When President Obama and other world leaders pledged a year ago to help Haiti rebuild following the devastating earthquake, they recognized that humanitarian assistance and sustainable development must go hand in hand. For Haiti to not only recover from the earthquake but achieve lasting progress required not merely deploying foreign aid groups, but strengthening the capacity of Haiti's public institutions and private organizations.
Despite the best of intentions, years of international generosity had failed to transform Haiti into a prosperous country. Over the last two decades, the international community has spent billions of dollars, but Haiti remained the poorest country in the Western Hemisphere and one of the poorest in the world, with 80% of the population living under the poverty line and 54% in abject poverty.

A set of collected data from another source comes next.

//! Durable delivery tracking backed by SQLite.

use std::collections::VecDeque;
use std::str::FromStr;
use std::time::Duration;

use async_trait::async_trait;
use chrono::{DateTime, Utc};
use parking_lot::Mutex;
use sqlx::sqlite::{SqliteConnectOptions, SqlitePool, SqlitePoolOptions};
use tracing::{debug, warn};

use super::{
    AttemptOutcome, DeliveryAttempt, DeliveryMetrics, DeliveryTracker, ErrorClass, MetricsFilter,
};
use crate::Result;

/// How many attempts the local fallback buffer holds while the store is
/// unavailable. Oldest entries are dropped beyond this.
const FALLBACK_CAPACITY: usize = 1024;

/// Durable tracker: every attempt is a row with an expiry timestamp, so
/// history ages out naturally, and per-`(channel, outcome)` running
/// counters are maintained in the same transaction so metrics reads never
/// scan the attempt log.
///
/// Counters are lifetime totals; only the per-request history expires.
///
/// Store unavailability degrades to a bounded in-process buffer with a
/// warning log; `record` never surfaces an error, because tracking must
/// not block delivery. Buffered attempts are flushed in order on the next
/// successful write.
pub struct SqliteTracker {
    pool: SqlitePool,
    ttl: Duration,
    fallback: Mutex<VecDeque<DeliveryAttempt>>,
}

#[derive(sqlx::FromRow)]
struct AttemptRow {
    request_id: String,
    channel: String,
    attempt_number: i64,
    started_at: String,
    finished_at: String,
    outcome: String,
    error_class: Option<String>,
    error_message: Option<String>,
    latency_ms: i64,
}

impl AttemptRow {
    fn into_attempt(self) -> DeliveryAttempt {
        DeliveryAttempt {
            request_id: self.request_id,
            channel: self.channel,
            attempt_number: self.attempt_number.max(0) as u32,
            started_at: parse_timestamp(&self.started_at),
            finished_at: parse_timestamp(&self.finished_at),
            outcome: AttemptOutcome::parse(&self.outcome).unwrap_or(AttemptOutcome::Failed),
            error_class: self.error_class.as_deref().and_then(ErrorClass::parse),
            error_message: self.error_message,
            latency_ms: self.latency_ms.max(0) as u64,
        }
    }
}

#[derive(sqlx::FromRow)]
struct CounterRow {
    channel: String,
    outcome: String,
    count: i64,
    latency_ms_total: i64,
}

fn parse_timestamp(value: &str) -> DateTime<Utc> {
    DateTime::parse_from_rfc3339(value)
        .map(|at| at.with_timezone(&Utc))
        .unwrap_or_else(|_| Utc::now())
}

impl SqliteTracker {
    /// Open (creating if missing) the tracking database and ensure the
    /// schema exists. `ttl` is the retention applied to every recorded
    /// attempt.
    pub async fn connect(url: &str, ttl: Duration) -> Result<Self> {
        let options = SqliteConnectOptions::from_str(url)?.create_if_missing(true);
        let pool = SqlitePoolOptions::new().connect_with(options).await?;

        sqlx::query(
            r#"
            CREATE TABLE IF NOT EXISTS delivery_attempt (
                id INTEGER PRIMARY KEY AUTOINCREMENT,
                request_id TEXT NOT NULL,
                channel TEXT NOT NULL,
                attempt_number INTEGER NOT NULL,
                started_at TEXT NOT NULL,
                finished_at TEXT NOT NULL,
                outcome TEXT NOT NULL,
                error_class TEXT,
                error_message TEXT,
                latency_ms INTEGER NOT NULL,
                expires_at INTEGER NOT NULL
            )
            "#,
        )
        .execute(&pool)
        .await?;
        sqlx::query(
            "CREATE INDEX IF NOT EXISTS idx_delivery_attempt_request
             ON delivery_attempt (request_id)",
        )
        .execute(&pool)
        .await?;
        sqlx::query(
            "CREATE INDEX IF NOT EXISTS idx_delivery_attempt_expiry
             ON delivery_attempt (expires_at)",
        )
        .execute(&pool)
        .await?;
        sqlx::query(
            r#"
            CREATE TABLE IF NOT EXISTS delivery_counter (
                channel TEXT NOT NULL,
                outcome TEXT NOT NULL,
                count INTEGER NOT NULL,
                latency_ms_total INTEGER NOT NULL,
                PRIMARY KEY (channel, outcome)
            )
            "#,
        )
        .execute(&pool)
        .await?;

        Ok(Self {
            pool,
            ttl,
            fallback: Mutex::new(VecDeque::new()),
        })
    }

    /// Insert one attempt and bump its running counter atomically.
    async fn insert(&self, attempt: &DeliveryAttempt) -> Result<()> {
        let expires_at = attempt.finished_at.timestamp() + self.ttl.as_secs() as i64;
        let mut tx = self.pool.begin().await?;

        sqlx::query(
            r#"
            INSERT INTO delivery_attempt
                (request_id, channel, attempt_number, started_at, finished_at,
                 outcome, error_class, error_message, latency_ms, expires_at)
            VALUES (?, ?, ?, ?, ?, ?, ?, ?, ?, ?)
            "#,
        )
        .bind(&attempt.request_id)
        .bind(&attempt.channel)
        .bind(attempt.attempt_number as i64)
        .bind(attempt.started_at.to_rfc3339())
        .bind(attempt.finished_at.to_rfc3339())
        .bind(attempt.outcome.as_str())
        .bind(attempt.error_class.map(|class| class.as_str()))
        .bind(&attempt.error_message)
        .bind(attempt.latency_ms as i64)
        .bind(expires_at)
        .execute(&mut *tx)
        .await?;

        // Counter maintenance is a single upsert statement, so concurrent
        // writers never read-modify-write the totals.
        sqlx::query(
            r#"
            INSERT INTO delivery_counter (channel, outcome, count, latency_ms_total)
            VALUES (?, ?, 1, ?)
            ON CONFLICT (channel, outcome) DO UPDATE SET
                count = count + 1,
                latency_ms_total = latency_ms_total + excluded.latency_ms_total
            "#,
        )
        .bind(&attempt.channel)
        .bind(attempt.outcome.as_str())
        .bind(attempt.latency_ms as i64)
        .execute(&mut *tx)
        .await?;

        tx.commit().await?;
        Ok(())
    }

    /// Drain the fallback buffer into the store, oldest first, stopping
    /// at the first failure so order is preserved.
    async fn flush_fallback(&self) {
        loop {
            let next = self.fallback.lock().pop_front();
            let Some(attempt) = next else { return };

            if let Err(error) = self.insert(&attempt).await {
                debug!(%error, "tracking store still unavailable, keeping fallback buffer");
                self.fallback.lock().push_front(attempt);
                return;
            }
        }
    }

    fn buffer_locally(&self, attempt: DeliveryAttempt) {
        let mut fallback = self.fallback.lock();
        if fallback.len() >= FALLBACK_CAPACITY {
            fallback.pop_front();
            warn!("tracking fallback buffer full, dropping oldest attempt");
        }
        fallback.push_back(attempt);
    }

    /// Number of attempts currently parked in the fallback buffer.
    pub fn fallback_len(&self) -> usize {
        self.fallback.lock().len()
    }

    /// Delete attempts whose TTL has passed. Returns the rows removed.
    pub async fn sweep_expired(&self) -> Result<u64> {
        let removed = sqlx::query("DELETE FROM delivery_attempt WHERE expires_at <= ?")
            .bind(Utc::now().timestamp())
            .execute(&self.pool)
            .await?
            .rows_affected();
        if removed > 0 {
            debug!(removed, "swept expired delivery attempts");
        }
        Ok(removed)
    }
}

#[async_trait]
impl DeliveryTracker for SqliteTracker {
    async fn record(&self, attempt: DeliveryAttempt) {
        self.flush_fallback().await;

        if let Err(error) = self.insert(&attempt).await {
            warn!(
                %error,
                request = %attempt.request_id,
                channel = %attempt.channel,
                "tracking store unavailable, buffering attempt locally"
            );
            self.buffer_locally(attempt);
        }
    }

    async fn history(&self, request_id: &str) -> Vec<DeliveryAttempt> {
        let rows: Vec<AttemptRow> = match sqlx::query_as(
            r#"
            SELECT request_id, channel, attempt_number, started_at, finished_at,
                   outcome, error_class, error_message, latency_ms
            FROM delivery_attempt
            WHERE request_id = ? AND expires_at > ?
            ORDER BY id
            "#,
        )
        .bind(request_id)
        .bind(Utc::now().timestamp())
        .fetch_all(&self.pool)
        .await
        {
            Ok(rows) => rows,
            Err(error) => {
                warn!(%error, "tracking store unavailable, serving fallback history");
                Vec::new()
            }
        };

        let mut attempts: Vec<DeliveryAttempt> =
            rows.into_iter().map(AttemptRow::into_attempt).collect();

        // Unflushed attempts are still part of the truth.
        attempts.extend(
            self.fallback
                .lock()
                .iter()
                .filter(|attempt| attempt.request_id == request_id)
                .cloned(),
        );
        attempts
    }

    async fn metrics(&self, filter: &MetricsFilter) -> DeliveryMetrics {
        let query = match &filter.channel {
            Some(channel) => sqlx::query_as(
                "SELECT channel, outcome, count, latency_ms_total
                 FROM delivery_counter WHERE channel = ?",
            )
            .bind(channel.clone()),
            None => sqlx::query_as(
                "SELECT channel, outcome, count, latency_ms_total FROM delivery_counter",
            ),
        };

        let rows: Vec<CounterRow> = match query.fetch_all(&self.pool).await {
            Ok(rows) => rows,
            Err(error) => {
                warn!(%error, "tracking store unavailable, returning empty metrics");
                return DeliveryMetrics::default();
            }
        };

        DeliveryMetrics::from_counts(rows.into_iter().filter_map(|row| {
            let outcome = AttemptOutcome::parse(&row.outcome)?;
            Some((
                row.channel,
                outcome,
                row.count.max(0) as u64,
                row.latency_ms_total.max(0) as u64,
            ))
        }))
    }
}

#[cfg(test)]
mod tests {
    use super::*;

    fn attempt(request_id: &str, channel: &str, number: u32, outcome: AttemptOutcome) -> DeliveryAttempt {
        let now = Utc::now();
        DeliveryAttempt {
            request_id: request_id.to_string(),
            channel: channel.to_string(),
            attempt_number: number,
            started_at: now,
            finished_at: now,
            outcome,
            error_class: None,
            error_message: None,
            latency_ms: 25,
        }
    }

    async fn tracker_in(dir: &tempfile::TempDir, ttl: Duration) -> SqliteTracker {
        let path = dir.path().join("tracking.db");
        let url = format!("sqlite://{}", path.display());
        SqliteTracker::connect(&url, ttl).await.unwrap()
    }

    #[tokio::test]
    async fn history_round_trips_in_insertion_order() {
        let dir = tempfile::tempdir().unwrap();
        let tracker = tracker_in(&dir, Duration::from_secs(3600)).await;

        tracker
            .record(attempt("req-1", "sms", 1, AttemptOutcome::Failed))
            .await;
        tracker
            .record(attempt("req-1", "sms", 2, AttemptOutcome::Delivered))
            .await;
        tracker
            .record(attempt("req-2", "sms", 1, AttemptOutcome::Delivered))
            .await;

        let history = tracker.history("req-1").await;
        assert_eq!(history.len(), 2);
        assert_eq!(history[0].attempt_number, 1);
        assert_eq!(history[0].outcome, AttemptOutcome::Failed);
        assert_eq!(history[1].attempt_number, 2);
        assert_eq!(history[1].outcome, AttemptOutcome::Delivered);
    }

    #[tokio::test]
    async fn metrics_come_from_running_counters() {
        let dir = tempfile::tempdir().unwrap();
        let tracker = tracker_in(&dir, Duration::from_secs(3600)).await;

        tracker
            .record(attempt("req-1", "sms", 1, AttemptOutcome::Delivered))
            .await;
        tracker
            .record(attempt("req-2", "sms", 1, AttemptOutcome::Exhausted))
            .await;
        tracker
            .record(attempt("req-3", "email", 1, AttemptOutcome::Delivered))
            .await;

        let all = tracker.metrics(&MetricsFilter::default()).await;
        assert!((all.success_rate - 2.0 / 3.0).abs() < 1e-9);
        assert_eq!(all.counts_by_channel["sms"], 2);

        let email = tracker.metrics(&MetricsFilter::channel("email")).await;
        assert!((email.success_rate - 1.0).abs() < f64::EPSILON);
    }

    #[tokio::test]
    async fn expired_history_is_hidden_and_swept() {
        let dir = tempfile::tempdir().unwrap();
        let tracker = tracker_in(&dir, Duration::ZERO).await;

        tracker
            .record(attempt("req-1", "sms", 1, AttemptOutcome::Delivered))
            .await;

        assert!(tracker.history("req-1").await.is_empty());
        assert_eq!(tracker.sweep_expired().await.unwrap(), 1);

        // Counters survive expiry; they are lifetime totals.
        let metrics = tracker.metrics(&MetricsFilter::default()).await;
        assert_eq!(metrics.counts_by_outcome["delivered"], 1);
    }

    #[tokio::test]
    async fn store_outage_buffers_locally_without_failing() {
        let dir = tempfile::tempdir().unwrap();
        let tracker = tracker_in(&dir, Duration::from_secs(3600)).await;

        tracker.pool.close().await;

        // Never panics or errors, parks the attempt in the fallback.
        tracker
            .record(attempt("req-1", "sms", 1, AttemptOutcome::Delivered))
            .await;
        assert_eq!(tracker.fallback_len(), 1);

        // Degraded-mode history still reflects the buffered attempt.
        let history = tracker.history("req-1").await;
        assert_eq!(history.len(), 1);
        assert_eq!(history[0].outcome, AttemptOutcome::Delivered);
    }
}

Thousands of aid organizations have operated in Haiti for decades, trying to mitigate extreme poverty and promote a stable democracy. And while humanitarian needs were often met and halting political and economic progress made, the efforts were often insufficiently coordinated, focused on quick-fixes, and pursued outside the purview of the Haitian government or private Haitian organizations. With good reason, Haiti earned the moniker of the "Republic of NGOs."
Today, the United States, other donors and our NGOs partners are doing things differently. We are coordinating our efforts, mobilizing private sector expertise and working closely with the government through the entity charged with overseeing the reconstruction, the Interim Haiti Reconstruction Commission. We are empowering Haitian institutions - public and private - to take their rightful leading role in the country's development. In order to achieve sustainable development, we are strengthening government bodies, embracing the private sector's innovative solutions, and harnessing the resilient spirit of the Haitian people.
The U.S. Government began revising its approach in Haiti in 2009 before the quake and now we are implementing a long-term strategy designed to enhance the capacity of Haiti to provide for its own citizens, and, over time, decrease its reliance on foreign aid. For example, to combat malnutrition and reduce Haiti's reliance on food imports, the United States Agency for International Development is not just providing food aid, but helping farmers to increase crop yields, cultivate more profitable products, and improve their access to markets, both national and international.
Instead of merely vaccinating Haitians against disease and providing health care, we are building up the capacity of the Ministry of Health to develop and manage a health care system that can provide affordable and quality care.
And, rather than rely solely on U.N. forces to provide security, the United States and other countries are continuing to build up the Haitian National Police.
Already, these initiatives are showing results. The Haitian Ministry of Health has led the effort, together with international agencies, to combat the cholera epidemic. The National Directorate of Civil Protection coordinated the preparations for Hurricane Tomas in October, preventing potentially hundreds of casualties. And the Haitian police have helped preserve the security gains made before the earthquake.
Early efforts to spur economic growth are promising as well. In 2010, a collaborative campaign between USAID and the Ministry of Agriculture helped more than 10,000 farmers to double the yields of staples like sorghum corn and beans.
Putting Haiti on a path to sustainable development will depend on such efforts to spur growth and create stable, well-paid jobs. That's why the Obama Administration incorporated local job creation into our immediate post-quake relief efforts. Rather than using only outside experts to assist in rubble removal, we have generated thousands of jobs and imparted skills by employing the residents of decimated and inaccessible neighborhoods to clear debris from their streets. We are also training Haitian builders to construct housing that is more resilient to natural disasters.
Sustained economic growth, however, will require private investment, from both foreign and domestic companies. The U.S. Government has therefore backed initiatives designed to spur job growth in the private sector.
USAID has financed a local micro-credit program to help small and medium-size businesses to prosper. Through a partnership with Coca-Cola, we are helping to develop the local mango juice industry to take advantage of the world-class variety grown in Haiti.
We are also working to overcome what is one of the leading factors hindering economic growth in Haiti and much of the developing world: lack of access to financial services. And this week, USAID and the Gates Foundation awarded Digicel $2.5 million for being the first telecommunications company to develop a competitive mobile money service in Haiti. The new service will enable Haitians, 40% of whom own cell phones, to send, receive, save and store money on their devices.
Rebuilding Haiti will be a long and difficult task. The challenges of rebuilding an already poor country devastated by the hemisphere's worst natural disaster in history are immense. But, as President Obama has pledged, the United States' commitment to Haiti's recovery and reconstruction will endure. The people of Haiti deserve partners who will stick with them over the long-term, empower them to take the lead in their own development, and invest in building up their capacity to govern and support themselves.